Collected data entries:
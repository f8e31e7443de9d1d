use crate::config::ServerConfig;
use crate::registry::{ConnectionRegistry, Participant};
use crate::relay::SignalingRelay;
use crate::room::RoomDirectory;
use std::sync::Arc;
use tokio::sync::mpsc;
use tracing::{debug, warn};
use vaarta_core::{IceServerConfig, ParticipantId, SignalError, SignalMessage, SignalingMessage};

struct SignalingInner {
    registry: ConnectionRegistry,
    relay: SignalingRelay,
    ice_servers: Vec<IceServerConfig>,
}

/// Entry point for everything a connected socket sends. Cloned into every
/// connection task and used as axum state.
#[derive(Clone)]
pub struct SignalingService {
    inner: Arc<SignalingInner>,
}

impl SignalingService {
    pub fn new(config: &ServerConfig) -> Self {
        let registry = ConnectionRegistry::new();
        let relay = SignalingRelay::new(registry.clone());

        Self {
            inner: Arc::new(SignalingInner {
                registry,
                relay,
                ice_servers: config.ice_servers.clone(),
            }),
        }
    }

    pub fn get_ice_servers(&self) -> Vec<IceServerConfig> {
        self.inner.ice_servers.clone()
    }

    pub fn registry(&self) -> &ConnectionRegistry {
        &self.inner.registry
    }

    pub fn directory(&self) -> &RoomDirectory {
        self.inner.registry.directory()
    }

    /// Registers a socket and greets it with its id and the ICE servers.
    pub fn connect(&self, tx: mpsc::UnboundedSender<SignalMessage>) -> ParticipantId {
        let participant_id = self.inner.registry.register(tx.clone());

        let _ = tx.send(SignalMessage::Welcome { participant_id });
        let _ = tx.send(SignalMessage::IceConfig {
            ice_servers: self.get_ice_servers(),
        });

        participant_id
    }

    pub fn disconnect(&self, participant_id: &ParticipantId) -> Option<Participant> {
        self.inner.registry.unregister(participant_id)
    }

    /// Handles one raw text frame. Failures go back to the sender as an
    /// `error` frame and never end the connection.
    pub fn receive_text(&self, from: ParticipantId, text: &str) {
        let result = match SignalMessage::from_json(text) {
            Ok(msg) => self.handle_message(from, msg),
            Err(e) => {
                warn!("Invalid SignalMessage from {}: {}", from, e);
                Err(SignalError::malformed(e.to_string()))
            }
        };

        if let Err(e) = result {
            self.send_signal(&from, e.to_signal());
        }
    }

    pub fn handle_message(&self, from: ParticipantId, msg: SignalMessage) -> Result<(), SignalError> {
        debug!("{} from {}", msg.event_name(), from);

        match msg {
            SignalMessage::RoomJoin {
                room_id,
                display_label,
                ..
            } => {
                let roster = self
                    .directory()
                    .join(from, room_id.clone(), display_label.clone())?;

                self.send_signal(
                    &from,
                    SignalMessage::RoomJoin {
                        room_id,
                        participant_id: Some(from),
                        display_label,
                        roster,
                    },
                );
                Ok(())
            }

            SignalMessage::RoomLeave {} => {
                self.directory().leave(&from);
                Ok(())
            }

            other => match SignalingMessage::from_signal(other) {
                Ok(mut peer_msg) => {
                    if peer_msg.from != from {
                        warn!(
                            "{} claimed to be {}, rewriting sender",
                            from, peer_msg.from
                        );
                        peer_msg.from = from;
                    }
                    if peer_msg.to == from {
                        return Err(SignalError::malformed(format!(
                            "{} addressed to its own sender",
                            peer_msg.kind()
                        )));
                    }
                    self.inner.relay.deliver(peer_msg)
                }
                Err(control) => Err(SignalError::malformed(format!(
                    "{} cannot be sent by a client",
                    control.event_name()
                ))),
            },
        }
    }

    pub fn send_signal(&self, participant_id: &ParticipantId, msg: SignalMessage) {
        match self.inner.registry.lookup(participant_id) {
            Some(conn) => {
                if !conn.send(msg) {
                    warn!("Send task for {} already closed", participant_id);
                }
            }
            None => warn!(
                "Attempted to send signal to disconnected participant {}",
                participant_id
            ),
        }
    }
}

**PROBLEM TO SOLVE:**
Retype only this range exactly: the first line of the data through the line where "let _ = tx.send(SignalMessage::Welcome" appears.

**FINAL ANSWER:**
repository f8e31e7443de9d1d
use crate::config::ServerConfig;
use crate::registry::{ConnectionRegistry, Participant};
use crate::relay::SignalingRelay;
use crate::room::RoomDirectory;
use std::sync::Arc;
use tokio::sync::mpsc;
use tracing::{debug, warn};
use vaarta_core::{IceServerConfig, ParticipantId, SignalError, SignalMessage, SignalingMessage};

struct SignalingInner {
    registry: ConnectionRegistry,
    relay: SignalingRelay,
    ice_servers: Vec<IceServerConfig>,
}

/// Entry point for everything a connected socket sends. Cloned into every
/// connection task and used as axum state.
#[derive(Clone)]
pub struct SignalingService {
    inner: Arc<SignalingInner>,
}

impl SignalingService {
    pub fn new(config: &ServerConfig) -> Self {
        let registry = ConnectionRegistry::new();
        let relay = SignalingRelay::new(registry.clone());

        Self {
            inner: Arc::new(SignalingInner {
                registry,
                relay,
                ice_servers: config.ice_servers.clone(),
            }),
        }
    }

    pub fn get_ice_servers(&self) -> Vec<IceServerConfig> {
        self.inner.ice_servers.clone()
    }

    pub fn registry(&self) -> &ConnectionRegistry {
        &self.inner.registry
    }

    pub fn directory(&self) -> &RoomDirectory {
        self.inner.registry.directory()
    }

    /// Registers a socket and greets it with its id and the ICE servers.
    pub fn connect(&self, tx: mpsc::UnboundedSender<SignalMessage>) -> ParticipantId {
        let participant_id = self.inner.registry.register(tx.clone());

        let _ = tx.send(SignalMessage::Welcome { participant_id });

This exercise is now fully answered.